Department of Biochemistry, Hamamatsu University School of Medicine, Hamamatsu, 431- 3192, Japan.
Department of Pediatrics, Showa University School of Medicine, Tokyo, 142-8555, Japan.
Sci Rep. 2024 Oct 21;14(1):24746. doi: 10.1038/s41598-024-75020-0.

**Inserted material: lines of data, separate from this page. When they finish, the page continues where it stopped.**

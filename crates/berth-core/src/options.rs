//! Typed option records, one per engine operation.
//!
//! Each record's `Default` is the policy the Berth components use, so a
//! component call and a bare `Default::default()` agree.

use std::collections::BTreeMap;
use std::time::Duration;

use berth_common::constants;
use serde::{Deserialize, Serialize};

/// Options for listing containers.
#[derive(Debug, Clone, Default, PartialEq, Eq, Serialize, Deserialize)]
pub struct ListOptions {
    /// Include stopped containers.
    pub all: bool,
    /// Engine-side filters, e.g. `name` → `["web"]`.
    pub filters: BTreeMap<String, Vec<String>>,
}

/// Options for stopping a container.
#[derive(Debug, Clone, PartialEq, Eq, Serialize, Deserialize)]
pub struct StopOptions {
    /// Signal sent to the container's main process.
    pub signal: String,
    /// Grace period before the engine kills the container. `None` leaves
    /// the engine's own default in force.
    pub grace_period: Option<Duration>,
}

impl Default for StopOptions {
    fn default() -> Self {
        Self {
            signal: constants::DEFAULT_STOP_SIGNAL.to_string(),
            grace_period: None,
        }
    }
}

/// Options for removing a container.
#[derive(Debug, Clone, Copy, PartialEq, Eq, Serialize, Deserialize)]
pub struct RemoveOptions {
    /// Kill the container first if it is running.
    pub force: bool,
    /// Remove anonymous volumes attached to the container.
    pub remove_volumes: bool,
    /// Remove the container's links instead of the container itself.
    pub remove_links: bool,
}

impl Default for RemoveOptions {
    /// Forced removal with anonymous volumes, links preserved.
    fn default() -> Self {
        Self {
            force: true,
            remove_volumes: true,
            remove_links: false,
        }
    }
}

/// Options for creating an exec instance.
#[derive(Debug, Clone, PartialEq, Eq, Serialize, Deserialize)]
pub struct ExecCreateOptions {
    /// Command and arguments.
    pub command: Vec<String>,
    /// Attach standard output.
    pub attach_stdout: bool,
    /// Attach standard error.
    pub attach_stderr: bool,
    /// Extra environment variables.
    pub env: Vec<(String, String)>,
    /// Working directory override.
    pub working_dir: Option<String>,
    /// User override.
    pub user: Option<String>,
}

impl ExecCreateOptions {
    /// Runs `command` with both output streams attached.
    #[must_use]
    pub fn new(command: Vec<String>) -> Self {
        Self {
            command,
            attach_stdout: true,
            attach_stderr: true,
            env: Vec::new(),
            working_dir: None,
            user: None,
        }
    }
}

/// Options for building an image.
#[derive(Debug, Clone, PartialEq, Eq, Serialize, Deserialize)]
pub struct BuildOptions {
    /// Tags applied to the resulting image.
    pub tags: Vec<String>,
    /// Dockerfile path inside the context.
    pub dockerfile: String,
    /// Always pull the newest base image.
    pub pull: bool,
    /// Always remove intermediate containers, even on failure.
    pub force_rm: bool,
    /// Disable the layer cache.
    pub no_cache: bool,
    /// Suppress verbose build output.
    pub quiet: bool,
    /// Build-time variables.
    pub build_args: BTreeMap<String, String>,
}

impl Default for BuildOptions {
    /// Fresh-pull, no-cache, force-remove policy with the root `Dockerfile`.
    fn default() -> Self {
        Self {
            tags: Vec::new(),
            dockerfile: constants::DOCKERFILE_NAME.to_string(),
            pull: true,
            force_rm: true,
            no_cache: true,
            quiet: false,
            build_args: BTreeMap::new(),
        }
    }
}

impl BuildOptions {
    /// The default policy tagging the image with `tag`.
    #[must_use]
    pub fn tagged(tag: impl Into<String>) -> Self {
        Self {
            tags: vec![tag.into()],
            ..Self::default()
        }
    }
}

/// Options for removing an image.
#[derive(Debug, Clone, Copy, PartialEq, Eq, Serialize, Deserialize)]
pub struct ImageRemoveOptions {
    /// Remove even if tagged in several repositories or used by stopped
    /// containers.
    pub force: bool,
    /// Delete untagged parent images.
    pub prune_children: bool,
}

impl Default for ImageRemoveOptions {
    fn default() -> Self {
        Self {
            force: true,
            prune_children: true,
        }
    }
}

/// Filters for pruning images.
#[derive(Debug, Clone, PartialEq, Eq, Serialize, Deserialize)]
pub struct PruneFilters {
    /// Engine filter map, e.g. `dangling` → `["true"]`.
    pub filters: BTreeMap<String, Vec<String>>,
}

impl PruneFilters {
    /// Selects untagged images no container references.
    #[must_use]
    pub fn dangling() -> Self {
        let mut filters = BTreeMap::new();
        let _ = filters.insert(
            constants::DANGLING_FILTER.to_string(),
            vec!["true".to_string()],
        );
        Self { filters }
    }

    /// Returns `true` if the filters restrict pruning to dangling images.
    #[must_use]
    pub fn is_dangling_only(&self) -> bool {
        self.filters
            .get(constants::DANGLING_FILTER)
            .is_some_and(|v| v.iter().any(|s| s == "true" || s == "1"))
    }
}

impl Default for PruneFilters {
    fn default() -> Self {
        Self::dangling()
    }
}

#[cfg(test)]
mod tests {
    use super::*;

    #[test]
    fn stop_defaults_to_sigterm_with_engine_grace() {
        let opts = StopOptions::default();
        assert_eq!(opts.signal, "SIGTERM");
        assert!(opts.grace_period.is_none());
    }

    #[test]
    fn remove_defaults_force_volumes_and_keep_links() {
        let opts = RemoveOptions::default();
        assert!(opts.force);
        assert!(opts.remove_volumes);
        assert!(!opts.remove_links);
    }

    #[test]
    fn build_defaults_follow_fresh_build_policy() {
        let opts = BuildOptions::tagged("app:latest");
        assert_eq!(opts.tags, vec!["app:latest"]);
        assert_eq!(opts.dockerfile, "Dockerfile");
        assert!(opts.pull && opts.force_rm && opts.no_cache);
        assert!(!opts.quiet);
    }

    #[test]
    fn exec_options_attach_both_streams() {
        let opts = ExecCreateOptions::new(vec!["ls".into()]);
        assert!(opts.attach_stdout && opts.attach_stderr);
    }

    #[test]
    fn default_prune_filters_are_dangling_only() {
        assert!(PruneFilters::default().is_dangling_only());
        let all = PruneFilters {
            filters: BTreeMap::new(),
        };
        assert!(!all.is_dangling_only());
    }
}
#[cfg(test)]
mod tests {
    use super::*;
    use crate::alloc::{ArchiveSectorAllocator, CowTreeAllocator};
    use crate::crypto::OnlyMacProvider;
    use crate::device::ArchiveOpening;
    use crate::tree::lut::REFS_PER_SECTOR;

    struct Fixture {
        _dir: tempfile::TempDir,
        device: Arc<SectorDevice>,
        allocator: Arc<ArchiveSectorAllocator>,
        crypto: Arc<FileCryptoCtx>,
    }

    fn fixture() -> Fixture {
        let dir = tempfile::tempdir().unwrap();
        let file = std::fs::File::options()
            .read(true)
            .write(true)
            .create(true)
            .truncate(false)
            .open(dir.path().join("archive.vefs"))
            .unwrap();
        let ArchiveOpening {
            device,
            free_sector_index,
            ..
        } = SectorDevice::create_new(
            file,
            Box::new(OnlyMacProvider),
            &[0u8; 32],
        )
        .unwrap();
        let device = Arc::new(device);
        let allocator = Arc::new(ArchiveSectorAllocator::new(
            Arc::clone(&device),
            free_sector_index.crypto_ctx,
        ));
        let crypto = Arc::new(device.create_file_secrets().unwrap());
        Fixture {
            _dir: dir,
            device,
            allocator,
            crypto,
        }
    }

    fn new_tree(fx: &Fixture) -> SectorTreeMt<CowTreeAllocator> {
        SectorTreeMt::create_new(
            Arc::clone(&fx.device),
            Arc::clone(&fx.crypto),
            CowTreeAllocator::new(Arc::clone(&fx.allocator)),
        )
        .unwrap()
    }

    #[test]
    fn fresh_trees_hold_one_zeroed_leaf() {
        let fx = fixture();
        let tree = new_tree(&fx);
        let leaf = tree.access(TreePosition::data(0)).unwrap();
        assert!(leaf.content().iter().all(|&byte| byte == 0));
    }

    #[test]
    fn data_written_before_commit_reads_back_after_reopen() {
        let fx = fixture();
        let committed = {
            let tree = new_tree(&fx);
            tree.write_bytes(b"hello sector tree", 5).unwrap();
            let mut committed = RootSectorInfo::default();
            tree.commit(|root| {
                committed = root;
                Ok(())
            })
            .unwrap();
            committed
        };
        assert_eq!(committed.tree_depth, 0);
        assert!(!committed.root.is_unallocated());

        let tree = SectorTreeMt::open_existing(
            Arc::clone(&fx.device),
            Arc::clone(&fx.crypto),
            committed,
            CowTreeAllocator::new(Arc::clone(&fx.allocator)),
        )
        .unwrap();
        let mut recovered = [0u8; 17];
        tree.read_bytes(&mut recovered, 5).unwrap();
        assert_eq!(&recovered, b"hello sector tree");
    }

    #[test]
    fn commits_are_copy_on_write() {
        let fx = fixture();
        let tree = new_tree(&fx);
        tree.write_bytes(b"first", 0).unwrap();
        let mut first_root = RootSectorInfo::default();
        tree.commit(|root| {
            first_root = root;
            Ok(())
        })
        .unwrap();

        tree.write_bytes(b"second", 0).unwrap();
        let mut second_root = RootSectorInfo::default();
        tree.commit(|root| {
            second_root = root;
            Ok(())
        })
        .unwrap();
        assert_ne!(first_root.root.sector, second_root.root.sector);
    }

    #[test]
    fn trees_grow_and_shrink_with_their_content() {
        let fx = fixture();
        let tree = new_tree(&fx);

        // a second data sector forces one reference layer
        tree.access_or_create(TreePosition::data(1)).unwrap();
        let mut committed = RootSectorInfo::default();
        tree.commit(|root| {
            committed = root;
            Ok(())
        })
        .unwrap();
        assert_eq!(committed.tree_depth, 1);

        // erasing it shrinks the tree back to a bare data sector
        tree.erase_leaf(1).unwrap();
        tree.commit(|root| {
            committed = root;
            Ok(())
        })
        .unwrap();
        assert_eq!(committed.tree_depth, 0);
    }

    #[test]
    fn access_beyond_the_tree_span_fails() {
        let fx = fixture();
        let tree = new_tree(&fx);
        let err = tree
            .access(TreePosition::data(REFS_PER_SECTOR + 1))
            .unwrap_err();
        assert_eq!(err.kind(), ErrorKind::SectorReferenceOutOfRange);
    }

    #[test]
    fn erasing_unallocated_leaves_is_a_no_op() {
        let fx = fixture();
        let tree = new_tree(&fx);
        tree.erase_leaf(17).unwrap();
    }

    #[test]
    fn dense_trees_reach_the_second_reference_layer() {
        let fx = fixture();
        let tree = new_tree(&fx);

        // files are dense: every leaf up to the extent exists, and leaf
        // `REFS_PER_SECTOR` is the first that needs a second layer
        for leaf in 1..=REFS_PER_SECTOR {
            tree.access_or_create(TreePosition::data(leaf)).unwrap();
        }
        tree.write_bytes(
            b"deep",
            REFS_PER_SECTOR * SECTOR_PAYLOAD_SIZE as u64,
        )
        .unwrap();

        let mut committed = RootSectorInfo::default();
        tree.commit(|root| {
            committed = root;
            Ok(())
        })
        .unwrap();
        assert_eq!(committed.tree_depth, 2);

        let mut recovered = [0u8; 4];
        tree.read_bytes(
            &mut recovered,
            REFS_PER_SECTOR * SECTOR_PAYLOAD_SIZE as u64,
        )
        .unwrap();
        assert_eq!(&recovered, b"deep");

        // a reopened tree sees the same bytes
        let tree = SectorTreeMt::open_existing(
            Arc::clone(&fx.device),
            Arc::clone(&fx.crypto),
            committed,
            CowTreeAllocator::new(Arc::clone(&fx.allocator)),
        )
        .unwrap();
        let mut recovered = [0u8; 4];
        tree.read_bytes(
            &mut recovered,
            REFS_PER_SECTOR * SECTOR_PAYLOAD_SIZE as u64,
        )
        .unwrap();
        assert_eq!(&recovered, b"deep");
    }
}
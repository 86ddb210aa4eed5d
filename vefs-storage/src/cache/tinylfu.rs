//! Window-TinyLFU eviction.
//!
//! A small recency window in front of a segmented LRU main area. Admission
//! from window to main is frequency based: the doorkeeper bloom filter
//! absorbs the first observation of every key, a 4-bit counting sketch the
//! rest, and both age after `16 * capacity` recorded samples.

use std::hash::Hash;

use crate::cache::bloom::{BloomFilter, SpectralBloomFilter};
use crate::cache::lru::LeastRecentlyUsedPolicy;
use crate::cache::page::{PageState, ReplacementResult};
use crate::cache::policy::EvictionPolicy;
use crate::cache::slru::SegmentedLruPolicy;

const WINDOW_DIVIDER: usize = 100;

pub struct WTinyLfuPolicy<K> {
    window: LeastRecentlyUsedPolicy,
    main: SegmentedLruPolicy,
    doorkeeper: BloomFilter,
    sketch: SpectralBloomFilter,
    window_size: usize,
    samples: u32,
    max_samples: u32,
    _marker: std::marker::PhantomData<K>,
}

impl<K: Copy + Hash> WTinyLfuPolicy<K> {
    fn estimate(&self, key: &K) -> u32 {
        if self.doorkeeper.estimate(key) > 0 {
            1 + self.sketch.estimate(key)
        } else {
            1
        }
    }

    fn record_sample(&mut self, key: &K) {
        if !self.doorkeeper.observe(key) && !self.sketch.observe(key) {
            return;
        }
        self.samples += 1;
        if self.samples == self.max_samples {
            self.samples /= 2;
            self.doorkeeper.reset();
            self.sketch.reset();
        }
    }

    /// Moves the coldest window entry into the main area.
    fn migrate_window_head(&mut self, pages: &[PageState<K>]) {
        if let Some(index) = self.window.coldest() {
            let key = pages[index as usize].key();
            EvictionPolicy::<K>::on_purge(&mut self.window, pages, key, index);
            self.main.insert(pages, key, index);
        }
    }
}

impl<K: Copy + Hash + Send> EvictionPolicy<K> for WTinyLfuPolicy<K> {
    fn new(capacity: usize) -> Self {
        let window_size = (capacity / WINDOW_DIVIDER).max(2);
        WTinyLfuPolicy {
            window: <LeastRecentlyUsedPolicy as EvictionPolicy<K>>::new(
                window_size,
            ),
            main: <SegmentedLruPolicy as EvictionPolicy<K>>::new(
                capacity - window_size,
            ),
            doorkeeper: BloomFilter::new(capacity),
            sketch: SpectralBloomFilter::new(capacity),
            window_size,
            samples: 0,
            // 4-bit counters saturate around sixteen observations per slot
            max_samples: (capacity * 16) as u32,
            _marker: std::marker::PhantomData,
        }
    }

    fn num_managed(&self) -> usize {
        EvictionPolicy::<K>::num_managed(&self.window)
            + EvictionPolicy::<K>::num_managed(&self.main)
    }

    fn insert(&mut self, pages: &[PageState<K>], key: K, index: u16) {
        if EvictionPolicy::<K>::num_managed(&self.window) == self.window_size
        {
            self.migrate_window_head(pages);
        }
        self.window.insert(pages, key, index);
    }

    fn on_access(
        &mut self,
        pages: &[PageState<K>],
        key: K,
        index: u16,
    ) -> bool {
        if !self.window.on_access(pages, key, index)
            && !self.main.on_access(pages, key, index)
        {
            return false;
        }
        self.record_sample(&key);
        true
    }

    fn on_purge(
        &mut self,
        pages: &[PageState<K>],
        key: K,
        index: u16,
    ) -> bool {
        self.window.on_purge(pages, key, index)
            || self.main.on_purge(pages, key, index)
    }

    fn try_evict(
        &mut self,
        pages: &[PageState<K>],
        generation: &mut u32,
    ) -> Option<(u16, ReplacementResult)> {
        let window_head = self.window.coldest();
        let main_head = self.main.coldest();

        let use_window = match (window_head, main_head) {
            (Some(window), Some(main)) => {
                let window_key = pages[window as usize].try_key();
                let main_key = pages[main as usize].try_key();
                match (window_key, main_key) {
                    (Some(window_key), Some(main_key)) => {
                        self.estimate(&window_key) <= self.estimate(&main_key)
                    }
                    (Some(_), None) => false,
                    _ => true,
                }
            }
            (Some(_), None) => true,
            (None, Some(_)) => false,
            (None, None) => return None,
        };

        if use_window {
            if let Some(hit) = EvictionPolicy::<K>::try_evict(
                &mut self.window,
                pages,
                generation,
            ) {
                return Some(hit);
            }
            // everything in the window is pinned, fall back to main
            if let Some(hit) = self.main.evict(pages, generation) {
                self.migrate_window_head(pages);
                return Some(hit);
            }
            return None;
        }

        if let Some(hit) = self.main.evict(pages, generation) {
            // the window survivor gets another chance in the main area
            self.migrate_window_head(pages);
            return Some(hit);
        }
        EvictionPolicy::<K>::try_evict(&mut self.window, pages, generation)
    }
}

Variant annotations are crucial for efficient identification of pathogenic variants. In this study, we retrospectively analyzed the utility of four annotation tools (allele frequency, ClinVar, SpliceAI, and Phenomatcher) in identifying 271 pathogenic single nucleotide and small insertion/deletion variants (SNVs/small indels). Although variant filtering based on allele frequency is essential for narrowing down on candidate variants, we found that 13 de novo pathogenic variants in autosomal dominant or X-linked dominant genes are registered in gnomADv4.0 or 54KJPN, with an allele frequency of less than 0.001%, suggesting that very rare variants in large cohort data can be pathogenic de novo variants. Notably, 38.4% candidate SNVs/small indels are registered in the ClinVar database as pathogenic or likely pathogenic, which highlights the significance of this database. SpliceAI can detect candidate variants affecting RNA splicing, leading to the identification of four variants located 11 to 50 bp away from the exon-intron boundary. Prioritization of candidate genes by proband phenotype using the PhenoMatcher module revealed that approximately 95% of the candidate genes had a maximum PhenoMatch score ≥ 0.6, suggesting the utility of phenotype-based variant prioritization. Our results suggest that a combination of multiple annotation tools and appropriate evaluation can improve the diagnosis of rare diseases.
变异注释对于有效识别致病性变异至关重要。在这项研究中,我们回顾性分析了四种注释工具(等位基因频率、ClinVar、SpliceAI 和 Phenomatcher)在识别 271 个致病性单核苷酸和小插入/缺失变异(SNVs/small indels)中的效用。虽然基于等位基因频率的变异过滤对于缩小候选变异至关重要,但我们发现,在常染色体显性或 X 连锁显性基因中,13 个新发性致病性变异在 gnomADv4.0 或 54KJPN 中有登记,其等位基因频率低于 0.001%,这表明在大型队列数据中非常罕见的变异也可能是新发性致病性变异。值得注意的是,38.4%的候选 SNVs/small indels 在 ClinVar 数据库中被登记为致病性或可能致病性,这突出了该数据库的重要性。SpliceAI 可以检测影响 RNA 剪接的候选变异,从而鉴定出四个位于外显子-内含子边界 11 至 50bp 处的变异。通过 PhenoMatcher 模块根据先证者表型对候选基因进行优先级排序,结果显示约 95%的候选基因的最大 PhenoMatch 得分≥0.6,这表明基于表型的变异优先级排序是有用的。我们的研究结果表明,结合多种注释工具和适当的评估可以提高罕见病的诊断率。